● **DATA TO EXAMINE**:
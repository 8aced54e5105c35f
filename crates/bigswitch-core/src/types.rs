//! Domain types shared by the watcher and the confirmation pipeline.

use std::fmt;

/// One deployed build and the time it was deployed.
///
/// `timestamp` is epoch milliseconds as reported by the release manager.
/// Zero means the release manager did not report a deployment time.
#[derive(Debug, Clone, Default, PartialEq, Eq, Hash)]
pub struct Artifact {
    pub name: String,
    pub timestamp: i64,
}

impl Artifact {
    pub fn new(name: impl Into<String>, timestamp: i64) -> Self {
        Self {
            name: name.into(),
            timestamp,
        }
    }

    /// True when nothing has been deployed to this environment yet.
    pub fn is_empty(&self) -> bool {
        self.name.is_empty()
    }
}

impl fmt::Display for Artifact {
    fn fmt(&self, f: &mut fmt::Formatter<'_>) -> fmt::Result {
        write!(f, "{}@{}", self.name, self.timestamp)
    }
}

/// A single poll's snapshot of the `dev` and `prod` environments of a service.
#[derive(Debug, Clone, Default, PartialEq, Eq)]
pub struct Artifacts {
    pub service: String,
    pub dev: Artifact,
    pub prod: Artifact,
}

impl Artifacts {
    /// Whether prod runs an older, different artifact than dev.
    ///
    /// This is the only place that decides whether a promotion is offered.
    pub fn is_prod_behind(&self) -> bool {
        if self.prod.name.is_empty() {
            return false;
        }
        if self.prod.name == self.dev.name {
            return false;
        }
        if self.prod.timestamp == 0 {
            return false;
        }
        if self.prod.timestamp >= self.dev.timestamp {
            return false;
        }
        true
    }
}

/// A request to offer promotion of `artifact` (the dev build) for `service`.
#[derive(Debug, Clone, PartialEq, Eq)]
pub struct ChangeEvent {
    pub service: String,
    pub artifact: String,
}

impl ChangeEvent {
    pub fn new(service: impl Into<String>, artifact: impl Into<String>) -> Self {
        Self {
            service: service.into(),
            artifact: artifact.into(),
        }
    }
}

● **THE PROBLEM**: Everything in the listing needs to appear again exactly.

● **RESPONSE BOX**:
repository 8aced54e5105c35f
filename crates/bigswitch-core/src/types.rs
//! Domain types shared by the watcher and the confirmation pipeline.

use std::fmt;

/// One deployed build and the time it was deployed.
///
/// `timestamp` is epoch milliseconds as reported by the release manager.
/// Zero means the release manager did not report a deployment time.
#[derive(Debug, Clone, Default, PartialEq, Eq, Hash)]
pub struct Artifact {
    pub name: String,
    pub timestamp: i64,
}

impl Artifact {
    pub fn new(name: impl Into<String>, timestamp: i64) -> Self {
        Self {
            name: name.into(),
            timestamp,
        }
    }

    /// True when nothing has been deployed to this environment yet.
    pub fn is_empty(&self) -> bool {
        self.name.is_empty()
    }
}

impl fmt::Display for Artifact {
    fn fmt(&self, f: &mut fmt::Formatter<'_>) -> fmt::Result {
        write!(f, "{}@{}", self.name, self.timestamp)
    }
}

/// A single poll's snapshot of the `dev` and `prod` environments of a service.
#[derive(Debug, Clone, Default, PartialEq, Eq)]
pub struct Artifacts {
    pub service: String,
    pub dev: Artifact,
    pub prod: Artifact,
}

impl Artifacts {
    /// Whether prod runs an older, different artifact than dev.
    ///
    /// This is the only place that decides whether a promotion is offered.
    pub fn is_prod_behind(&self) -> bool {
        if self.prod.name.is_empty() {
            return false;
        }
        if self.prod.name == self.dev.name {
            return false;
        }
        if self.prod.timestamp == 0 {
            return false;
        }
        if self.prod.timestamp >= self.dev.timestamp {
            return false;
        }
        true
    }
}

/// A request to offer promotion of `artifact` (the dev build) for `service`.
#[derive(Debug, Clone, PartialEq, Eq)]
pub struct ChangeEvent {
    pub service: String,
    pub artifact: String,
}

impl ChangeEvent {
    pub fn new(service: impl Into<String>, artifact: impl Into<String>) -> Self {
        Self {
            service: service.into(),
            artifact: artifact.into(),
        }
    }
}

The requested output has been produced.